● Records for the exercise:
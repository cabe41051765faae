use smol_str::SmolStr;

use crate::base::Location;

use super::NamedNode;
use super::ui_element::UiElement;

/// The feature declared by a document, with its scenarios and any
/// feature-scoped UI elements.
#[derive(Clone, Debug, Default)]
pub struct Feature {
    pub name: SmolStr,
    pub location: Location,
    pub scenarios: Vec<Scenario>,
    pub ui_elements: Vec<UiElement>,
}

impl Feature {
    pub fn new(name: impl Into<SmolStr>, location: Location) -> Self {
        Self {
            name: name.into(),
            location,
            scenarios: Vec::new(),
            ui_elements: Vec::new(),
        }
    }
}

impl NamedNode for Feature {
    fn name(&self) -> &str {
        &self.name
    }
    fn location(&self) -> &Location {
        &self.location
    }
}

/// A scenario: ordered variants plus optional background sentences shared
/// by every variant.
#[derive(Clone, Debug, Default)]
pub struct Scenario {
    pub name: SmolStr,
    pub location: Location,
    pub variants: Vec<Variant>,
    pub background: Vec<Step>,
}

impl Scenario {
    pub fn new(name: impl Into<SmolStr>, location: Location) -> Self {
        Self {
            name: name.into(),
            location,
            variants: Vec::new(),
            background: Vec::new(),
        }
    }
}

impl NamedNode for Scenario {
    fn name(&self) -> &str {
        &self.name
    }
    fn location(&self) -> &Location {
        &self.location
    }
}

/// A variant: the ordered sentences of one walk through a scenario, plus
/// the state references the parser extracted from them.
///
/// `preconditions` and `state_calls` name states the variant requires;
/// `postconditions` name states it produces. The state analyzer marks
/// unresolvable requirements `not_found` in place.
#[derive(Clone, Debug, Default)]
pub struct Variant {
    pub name: SmolStr,
    pub location: Location,
    pub sentences: Vec<Step>,
    pub preconditions: Vec<StateRef>,
    pub postconditions: Vec<StateRef>,
    pub state_calls: Vec<StateRef>,
}

impl Variant {
    pub fn new(name: impl Into<SmolStr>, location: Location) -> Self {
        Self {
            name: name.into(),
            location,
            ..Self::default()
        }
    }
}

/// A named state reference attached to a step.
#[derive(Clone, Debug, Default, PartialEq, Eq)]
pub struct StateRef {
    pub name: SmolStr,
    pub location: Location,
    pub not_found: bool,
}

impl StateRef {
    pub fn new(name: impl Into<SmolStr>, location: Location) -> Self {
        Self {
            name: name.into(),
            location,
            not_found: false,
        }
    }
}

/// Step keyword kinds. `And` continues the kind of the preceding step.
#[derive(Clone, Copy, Debug, PartialEq, Eq, Hash)]
pub enum StepKind {
    Given,
    When,
    Then,
    And,
    Otherwise,
}

/// One sentence of a variant or background.
#[derive(Clone, Debug)]
pub struct Step {
    pub kind: StepKind,
    pub text: String,
    pub state: Option<StateRef>,
    pub location: Location,
}

impl Step {
    pub fn new(kind: StepKind, text: impl Into<String>, location: Location) -> Self {
        Self {
            kind,
            text: text.into(),
            state: None,
            location,
        }
    }

    pub fn with_state(mut self, state: StateRef) -> Self {
        self.state = Some(state);
        self
    }
}
//! Duplication checking.
//!
//! A reusable, stateless grouping utility behind every "duplicated X"
//! rule in the analyzers: features, scenarios, UI elements, test cases,
//! constants, tables and databases all reduce to
//! [`check_duplicated_named_nodes`] with a different label and key.

use std::hash::Hash;

use indexmap::IndexMap;

use crate::ast::NamedNode;

use super::LocatedException;

/// Items that repeat an earlier value under identity equality.
pub fn duplicates<T: PartialEq>(items: &[T]) -> Vec<&T> {
    let mut seen: Vec<&T> = Vec::new();
    let mut repeated = Vec::new();
    for item in items {
        if seen.contains(&item) {
            repeated.push(item);
        } else {
            seen.push(item);
        }
    }
    repeated
}

/// For every group of two or more items sharing a key, every item after
/// the first, in declaration order.
pub fn with_duplicated_property<'a, T, K, F>(items: &'a [T], key_fn: F) -> Vec<&'a T>
where
    K: Eq + Hash,
    F: Fn(&T) -> K,
{
    map_duplicates(items, key_fn)
        .into_iter()
        .flat_map(|(_, group)| group.into_iter().skip(1))
        .collect()
}

/// Group items by key, keeping only keys with two or more items.
/// Keys and group members preserve first-seen order.
pub fn map_duplicates<'a, T, K, F>(items: &'a [T], key_fn: F) -> IndexMap<K, Vec<&'a T>>
where
    K: Eq + Hash,
    F: Fn(&T) -> K,
{
    let mut groups: IndexMap<K, Vec<&T>> = IndexMap::new();
    for item in items {
        groups.entry(key_fn(item)).or_default().push(item);
    }
    groups.retain(|_, group| group.len() >= 2);
    groups
}

/// The canonical "duplicate X" rule, keyed by node name.
///
/// For every group of two or more same-named nodes, appends one error
/// listing every member's location in first-seen order.
pub fn check_duplicated_named_nodes<N: NamedNode>(
    nodes: &[&N],
    errors: &mut Vec<LocatedException>,
    label: &str,
) {
    check_duplicated_nodes_with_key(nodes, errors, label, |node| node.name().to_string());
}

/// Same as [`check_duplicated_named_nodes`] with a caller-supplied key
/// (e.g. the composite scenario/variant/name key of test cases).
pub fn check_duplicated_nodes_with_key<N, F>(
    nodes: &[&N],
    errors: &mut Vec<LocatedException>,
    label: &str,
    key_fn: F,
) where
    N: NamedNode,
    F: Fn(&N) -> String,
{
    for (key, group) in map_duplicates(nodes, |node| key_fn(node)) {
        let places = group
            .iter()
            .map(|node| node.location().to_string())
            .collect::<Vec<_>>()
            .join(", ");
        let anchor = group[0].location().clone();
        errors.push(LocatedException::new(
            format!("Duplicated {label} \"{key}\" in: {places}"),
            anchor,
        ));
    }
}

● What the task asks: Across the data, find each line that has "rule" in it and copy that line.

● The answer:
//! rule in the analyzers: features, scenarios, UI elements, test cases,
/// The canonical "duplicate X" rule, keyed by node name.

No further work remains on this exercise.